Netflix's 'Psychokinesis' Is One of the Finest Superhero Movies of the Decade

If you’ve seen the severely underrated zombie movie Train to Busan, then you’ll already know that Yeon Sang-ho is a director who lays the cheese on thick. This isn’t a slight -- the best thing about his films is their incontrovertible earnesty. Though Psychokinesis -- the South Korean director's latest movie that was quietly released on Netflix this week -- is a little more refined than previous efforts, its core is crafted from Yeon's familiar sincerity.
Broadly speaking, Psychokinesis is a superhero film. After ingesting a supernatural entity from a medical spring, Shin Seok-heon (Ryu Seung-ryong) discovers that he’s developed -- surprise! -- psychokinetic abilities. But, as in all the best superhero films, his power is a means to an end rather than the main attraction. The meat on this film’s bones is the relationship between Seok-heon and his daughter, Roo-mi (Shim Eun-kyung, who also starred in Train to Busan). After walking out on the family when Roo-mi was 10, Seok-heon is forced back into her orbit by an accident involving an ongoing real estate war. She’s not particularly happy to have him around, but given that the development company is sending goons to scare the neighborhood folks out of their homes, her father's psychokinesis tends to come in handy.
Psychokinesis is easily one of the best of the superhero movies from the past decade, largely because the world that Yeon has constructed is decidedly not super. The ramifications of Seok-heon’s superheroics are immediate, as is the realization that there’s something inherently silly about them to begin with. When a police officer sees footage of Seok-heon single-handedly taking on a group of men, he dismisses it as a hoax, which is perfectly justified in reality-grounded logic: a video of a man waving his arms and a few other men falling over (i.e., a battle scene stripped of its dramatic score and flashy editing) doesn’t exactly seem supernatural at all.
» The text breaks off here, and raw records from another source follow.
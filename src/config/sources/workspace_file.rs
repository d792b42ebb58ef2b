//! Workspace config file source: sitegen.toml and sitegen.{env}.toml

use config::builder::DefaultState;
use config::ConfigBuilder;
use config::ConfigError;
use config::File;
use std::path::{Path, PathBuf};

pub const WORKSPACE_CONFIG_FILE: &str = "sitegen.toml";

/// Workspace config files in load order.
/// Precedence: sitegen.toml (base) then sitegen.{SITEGEN_ENV}.toml when SITEGEN_ENV is set.
pub fn workspace_config_paths(workspace_root: &Path) -> Vec<PathBuf> {
    let mut paths = vec![workspace_root.join(WORKSPACE_CONFIG_FILE)];
    if let Ok(env_name) = std::env::var("SITEGEN_ENV") {
        if !env_name.trim().is_empty() {
            paths.push(workspace_root.join(format!("sitegen.{}.toml", env_name.trim())));
        }
    }
    paths
}

/// Add workspace config files to builder.
pub fn add_to_builder(
    builder: ConfigBuilder<DefaultState>,
    workspace_root: &Path,
) -> Result<ConfigBuilder<DefaultState>, ConfigError> {
    let mut builder = builder;

    for path in workspace_config_paths(workspace_root) {
        if path.exists() {
            builder = builder.add_source(File::from(path).required(false));
        }
    }

    Ok(builder)
}
//! CLI route: single route table and run context. Dispatches to domain services and presentation.

use crate::cli::command_name;
use crate::cli::parse::Commands;
use crate::cli::presentation::{
    format_discover_result, format_graph_text, format_package_summary, format_site_summary,
};
use crate::config::{ConfigLoader, SitegenConfig};
use crate::context::BuildContext;
use crate::discover::Walker;
use crate::error::SitegenError;
use crate::graph::emit::{
    render_ninja, write_if_changed, write_manifest_if_changed, GraphFormat, GraphManifest,
};
use crate::graph::InMemoryGraph;
use crate::package::assemble_package;
use crate::pipeline::generate_site;
use crate::validate::{validate_package, PackageArgs, SiteArgs};
use std::path::{Path, PathBuf};
use std::time::Instant;
use tracing::{debug, info};

/// How the registered graph leaves the process.
#[derive(Debug, Clone)]
pub struct EmitOptions {
    pub format: GraphFormat,
    /// When set, the rendering goes here and stdout only gets a summary.
    pub graph_file: Option<PathBuf>,
}

impl Default for EmitOptions {
    fn default() -> Self {
        Self {
            format: GraphFormat::Text,
            graph_file: None,
        }
    }
}

/// Runtime context for CLI execution: loaded config, build context, and emit options.
/// Built from workspace path and optional config path using ConfigLoader only.
pub struct RunContext {
    config: SitegenConfig,
    build: BuildContext,
    emit: EmitOptions,
}

impl RunContext {
    /// Create run context from workspace root and optional config path.
    pub fn new(
        workspace_root: PathBuf,
        config_path: Option<PathBuf>,
        tool_override: Option<PathBuf>,
    ) -> Result<Self, SitegenError> {
        let mut config = if let Some(ref cfg_path) = config_path {
            ConfigLoader::load_from_file(cfg_path)?
        } else {
            ConfigLoader::load(&workspace_root)?
        };
        if let Some(tool) = tool_override {
            config.tool.program = tool;
        }
        let config = config.validated()?;
        let build = BuildContext::from_config(&config);

        Ok(Self {
            config,
            build,
            emit: EmitOptions::default(),
        })
    }

    pub fn with_emit(mut self, emit: EmitOptions) -> Self {
        self.emit = emit;
        self
    }

    /// Execute a CLI command via the single route table.
    pub fn execute(&self, command: &Commands) -> Result<String, SitegenError> {
        let started = Instant::now();
        let name = command_name(command);
        debug!(command = name, "Executing command");
        let result = self.execute_inner(command);
        info!(
            command = name,
            ok = result.is_ok(),
            duration_ms = started.elapsed().as_millis() as u64,
            "Command finished"
        );
        result
    }

    fn execute_inner(&self, command: &Commands) -> Result<String, SitegenError> {
        match command {
            Commands::Site {
                input,
                output_world,
                output_nav_dir,
                depends,
            } => {
                let args = SiteArgs {
                    input: input.clone(),
                    output_world: output_world.clone(),
                    output_nav_dir: output_nav_dir.clone(),
                    depends: depends.clone(),
                };
                let mut graph = InMemoryGraph::new();
                let handle = generate_site(&mut graph, &self.build, &args)?;
                self.render(&graph, format_site_summary(&handle))
            }
            Commands::Package {
                input,
                output_package_dir,
                package_name,
                maps_dir,
                depends,
            } => {
                let mut args = PackageArgs {
                    input: input.clone(),
                    output_package_dir: output_package_dir.clone(),
                    package_name: package_name.clone(),
                    maps_dir: maps_dir.clone(),
                    depends: depends.clone(),
                };
                if args.maps_dir.is_none() {
                    if let Some(output_dir) = args.output_package_dir.as_deref() {
                        args.maps_dir = self
                            .config
                            .package
                            .maps_root(Path::new(output_dir))
                            .map(|root| root.to_string_lossy().into_owned());
                    }
                }
                let spec = validate_package(&args)?;
                let mut graph = InMemoryGraph::new();
                let outcome = assemble_package(&mut graph, &self.build, &spec)?;
                self.render(&graph, format_package_summary(&outcome))
            }
            Commands::Discover { input, format } => {
                let walker = Walker::with_config(input.clone(), self.build.walker.clone());
                let inputs = walker.walk()?;
                format_discover_result(&inputs, format)
            }
            Commands::Config => self.config.to_toml(),
        }
    }

    /// Render the graph per the emit options.
    ///
    /// Without a graph file, text output is the summary followed by the graph;
    /// json and ninja output is the bare rendering.
    fn render(&self, graph: &InMemoryGraph, summary: String) -> Result<String, SitegenError> {
        let actions = graph.actions();
        let Some(ref path) = self.emit.graph_file else {
            return match self.emit.format {
                GraphFormat::Text => Ok(format!("{}\n\n{}", summary, format_graph_text(actions))),
                GraphFormat::Json => GraphManifest::new(actions).to_json(),
                GraphFormat::Ninja => render_ninja(actions),
            };
        };

        let written = match self.emit.format {
            GraphFormat::Text => write_if_changed(path, &format_graph_text(actions))?,
            GraphFormat::Json => write_manifest_if_changed(path, &GraphManifest::new(actions))?,
            GraphFormat::Ninja => write_if_changed(path, &render_ninja(actions)?)?,
        };
        let status = if written { "Wrote" } else { "Unchanged" };
        Ok(format!("{}\n{} {}", summary, status, path.display()))
    }
}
On top of that, this story doesn’t have any supervillains -- the baddies never rise above the level of corporate spook. There aren’t any other super-mentors to show our incredibly ordinary hero the ropes of controlling his powers. When his psychokinesis begins to develop, his first thought is to get a job doing tricks at a nightclub. When he starts using his newfound ability for good, it’s not in a cape and tights -- he sticks with his windbreaker and khakis. Yet, when Seok-heon finally takes flight in the final act of the film, it’s a breathtaking sight. To that end, Yeon seems to be getting at a deeper truth: Parenting is perhaps the only real superpower that exists. It’s that instinct that seems to truly propel Seok-heon’s actions towards the end, and it all unfolds so earnestly that it’s impossible to begrudge Yeon over just how maudlin the story becomes.
It’s also difficult to overstate how affecting it is to see a middle-aged Korean dad posited as a superhero, soaring over Seoul like Superman. How often is a character like that allowed to take the lead, let alone fly?
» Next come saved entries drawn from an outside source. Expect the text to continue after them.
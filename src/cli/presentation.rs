//! CLI presentation: text and json formatters per command family.

use crate::discover::SiteInput;
use crate::error::SitegenError;
use crate::package::PackageOutcome;
use crate::types::{ActionHandle, GenerationAction};

pub fn format_site_summary(handle: &ActionHandle) -> String {
    format!("Registered {} (action #{})", handle.identifier, handle.index)
}

pub fn format_package_summary(outcome: &PackageOutcome) -> String {
    let mut s = format!(
        "Registered {} with {} site(s):\n  Package world: {}\n  Worlds dir: {}\n  Nav graphs dir: {}",
        outcome.package.identifier,
        outcome.sites.len(),
        outcome.package_world.display(),
        outcome.worlds_dir.display(),
        outcome.nav_graphs_dir.display(),
    );
    for site in &outcome.sites {
        s.push_str(&format!(
            "\n  - {} <- {}",
            site.handle.identifier,
            site.input.display()
        ));
    }
    s
}

/// One block per action, in registration order.
pub fn format_graph_text(actions: &[GenerationAction]) -> String {
    if actions.is_empty() {
        return "No actions registered.".to_string();
    }
    let mut blocks = Vec::with_capacity(actions.len());
    for action in actions {
        let mut block = format!("{} [{:?}]", action.identifier, action.scope);
        if let Some(command) = action.command() {
            block.push_str(&format!("\n  command: {}", command.argv().join(" ")));
        }
        for input in &action.inputs {
            block.push_str(&format!("\n  input:   {}", input.display()));
        }
        for output in &action.outputs {
            block.push_str(&format!("\n  output:  {}", output.display()));
        }
        blocks.push(block);
    }
    blocks.join("\n\n")
}

pub fn format_discover_result(inputs: &[SiteInput], format: &str) -> Result<String, SitegenError> {
    match format {
        "json" => serde_json::to_string_pretty(inputs)
            .map_err(|e| SitegenError::Config(format!("Failed to serialize inputs: {}", e))),
        "text" => {
            if inputs.is_empty() {
                return Ok("No site descriptions found.".to_string());
            }
            let mut lines: Vec<String> = inputs
                .iter()
                .enumerate()
                .map(|(i, input)| {
                    format!("  {}. {} ({})", i + 1, input.world_name, input.path.display())
                })
                .collect();
            lines.insert(0, format!("Site descriptions ({}):", inputs.len()));
            Ok(lines.join("\n"))
        }
        other => Err(SitegenError::InvalidArgument {
            name: "FORMAT",
            reason: format!("unknown format '{}' (expected text or json)", other),
        }),
    }
}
The only pity is that Psychokinesis isn’t receiving a theatrical release outside of South Korea. Despite being about an ultimately mundane conflict, it’s filmed with the same energy and grand sense of scale as any recent blockbuster. Maybe it’s a little silly, but all superhero films are. Yeon is just the rare breed of director who knows how to turn that kind of genre stamp to his advantage.